I shall join the ranks of the idiots then, cause the question "Are the certificates on these IoT devices centrally managed?" makes no sense to me either, just not because I wouldn't know what certificates are.

Centrally managed? Like are these devices enrolled into some centralized management system, and so is the question whether that system also manages the OS root cert store? (And would have been followed up with whether it blocks TLS traffic that it's unable to intercept?) Or is it maybe whether the vendor's applications deployed to these devices use that or carry their own?

But then I read on, and PKI and HTTPS comes up. Is centrally managed then referring to PKI being a centralized trust system, and so is the question really "are you using CA issued domain certs"? Why the contrived phrasing then?

And then there's a mention of an internal domain name. Internal as in private? Sounds a bit suspect that the guys who don't know what a certificate is would have a private DNS with a private CA to boot, but it sure would be centralized alright.

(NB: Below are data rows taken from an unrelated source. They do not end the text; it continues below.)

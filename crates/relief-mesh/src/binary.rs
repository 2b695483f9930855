use relief_types::{Heightmap, Triangle};
use tracing::{debug, instrument};

use crate::errors::EncodeError;
use crate::options::EncodeOptions;
use crate::triangulate::relief_triangles;

/// Size of the free-text header.
pub const HEADER_LEN: usize = 80;
/// Size of one facet record: normal, three vertices, attribute count.
pub const TRIANGLE_RECORD_LEN: usize = 50;

/// Exact binary STL size for a `width × height` grid, `84 + 50 * triangles`.
///
/// Returns `None` for grids with no cells or when the size overflows `usize`.
pub fn expected_stl_len(width: usize, height: usize) -> Option<usize> {
    let cells = width
        .checked_sub(1)
        .filter(|&c| c > 0)?
        .checked_mul(height.checked_sub(1).filter(|&c| c > 0)?)?;
    cells
        .checked_mul(2 * TRIANGLE_RECORD_LEN)?
        .checked_add(HEADER_LEN + 4)
}

/// Encode a heightmap as a binary STL relief surface.
///
/// Binary STL layout (little-endian):
/// - 80 bytes: header, NUL padded
/// - 4 bytes: u32 triangle count
/// - Per triangle (50 bytes each):
///   - 12 bytes: normal (always 0, 0, 0)
///   - 36 bytes: 3 vertices (3 × 3 × f32)
///   - 2 bytes: attribute byte count (0u16)
///
/// Triangles are written directly from [`relief_triangles`]; the returned
/// buffer is exactly [`expected_stl_len`] bytes. On error no buffer escapes.
#[instrument(skip(heightmap, options), fields(width = heightmap.width(), height = heightmap.height()))]
pub fn encode_relief(heightmap: &Heightmap, options: &EncodeOptions) -> Result<Vec<u8>, EncodeError> {
    let tri_count = validated_triangle_count(heightmap, options)?;
    let mut buf = allocate_stl_buffer(heightmap.width(), heightmap.height())?;

    let header = options.header_text();
    let header_bytes = header.as_bytes();
    buf.extend_from_slice(&header_bytes[..header_bytes.len().min(HEADER_LEN)]);
    buf.resize(HEADER_LEN, 0u8);

    buf.extend_from_slice(&tri_count.to_le_bytes());

    for tri in relief_triangles(heightmap, options.depth_scale, options.grid_scale) {
        write_triangle(&mut buf, &tri);
    }

    debug_assert_eq!(Some(buf.len()), expected_stl_len(heightmap.width(), heightmap.height()));
    debug!(triangles = tri_count, bytes = buf.len(), "encoded binary STL");
    Ok(buf)
}

/// Triangle count field (bytes 80..84) of a binary STL buffer.
pub fn stl_triangle_count(bytes: &[u8]) -> Option<u32> {
    let field = bytes.get(HEADER_LEN..HEADER_LEN + 4)?;
    Some(u32::from_le_bytes([field[0], field[1], field[2], field[3]]))
}

/// Empty buffer with room for exactly [`expected_stl_len`] bytes.
pub(crate) fn allocate_stl_buffer(width: usize, height: usize) -> Result<Vec<u8>, EncodeError> {
    let size = expected_stl_len(width, height)
        .ok_or(EncodeError::AllocationFailure { bytes: usize::MAX })?;
    let mut buf = Vec::new();
    buf.try_reserve_exact(size)
        .map_err(|_| EncodeError::AllocationFailure { bytes: size })?;
    Ok(buf)
}

/// Shared validation for the binary and ASCII writers.
pub(crate) fn validated_triangle_count(
    heightmap: &Heightmap,
    options: &EncodeOptions,
) -> Result<u32, EncodeError> {
    if heightmap.width() < 2 || heightmap.height() < 2 {
        return Err(EncodeError::ZeroGrid {
            width: heightmap.width(),
            height: heightmap.height(),
        });
    }
    heightmap.check().map_err(|e| EncodeError::InvalidHeightmap {
        reason: e.to_string(),
    })?;
    options.validate()?;

    let count = heightmap.cell_count() * 2;
    u32::try_from(count).map_err(|_| EncodeError::TooManyTriangles { count })
}

fn write_triangle(buf: &mut Vec<u8>, tri: &Triangle) {
    for c in tri.normal.to_array() {
        buf.extend_from_slice(&c.to_le_bytes());
    }
    for v in &tri.vertices {
        for c in v.to_array() {
            buf.extend_from_slice(&c.to_le_bytes());
        }
    }
    // Attribute byte count
    buf.extend_from_slice(&0u16.to_le_bytes());
}
use std::fmt::Write;

use relief_types::Heightmap;
use tracing::{debug, instrument};

use crate::binary::validated_triangle_count;
use crate::errors::EncodeError;
use crate::options::EncodeOptions;
use crate::triangulate::relief_triangles;

/// Encode a heightmap as an ASCII STL string.
///
/// Triangle order and validation match [`crate::encode_relief`]. The solid
/// name is the sanitized header, cut at the first line break.
#[instrument(skip(heightmap, options), fields(width = heightmap.width(), height = heightmap.height()))]
pub fn encode_relief_ascii(heightmap: &Heightmap, options: &EncodeOptions) -> Result<String, EncodeError> {
    let tri_count = validated_triangle_count(heightmap, options)? as usize;

    let header = options.header_text();
    let name = header.lines().next().unwrap_or_default().trim();

    let mut out = String::new();
    out.try_reserve(tri_count.saturating_mul(200))
        .map_err(|_| EncodeError::AllocationFailure {
            bytes: tri_count.saturating_mul(200),
        })?;

    // fmt::Write into a String cannot fail.
    let _ = writeln!(out, "solid {name}");
    for tri in relief_triangles(heightmap, options.depth_scale, options.grid_scale) {
        let [nx, ny, nz] = tri.normal.to_array();
        let _ = writeln!(out, "  facet normal {nx} {ny} {nz}");
        out.push_str("    outer loop\n");
        for v in &tri.vertices {
            let _ = writeln!(out, "      vertex {} {} {}", v.x, v.y, v.z);
        }
        out.push_str("    endloop\n");
        out.push_str("  endfacet\n");
    }
    let _ = writeln!(out, "endsolid {name}");

    debug!(triangles = tri_count, bytes = out.len(), "encoded ASCII STL");
    Ok(out)
}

I think it's inquisitive that the first common point reached was HTTPS: yes/no? -> yes. But then even that was seemingly a bit too new info: in the portrayed discussion it is first also asked whether HTTP is in picture. This makes me question, just what did the author even know about these devices when they prompted their centrally managed certificates question.

Maybe a better question at that stage would have been, "So, how do these devices communicate, and what to?", letting them explain it in their own terms first?

The difference here is that you know enough to ask the follow-up questions

In a normal OS under normal conditions, the certificate store is centrally managed by the OS vendor. The answer then is “yes”.

But it's possible to install a certificate of your own in which case the answer is probably “no” because when it expires you're going to have to to every one of those machines and install the replacement.

Or imagine an embedded computer that doesn't even have an OS. Then the certificate store just has whatever the developer put into it when they built the image. Again the answer is “no”. If you're lucky you can still rebuild the image and reflash the devices even though the engineer who did the work was fired as a cost–cutting measure. If you're not lucky then that VP’s cost–cutting has actually added a lot of cost.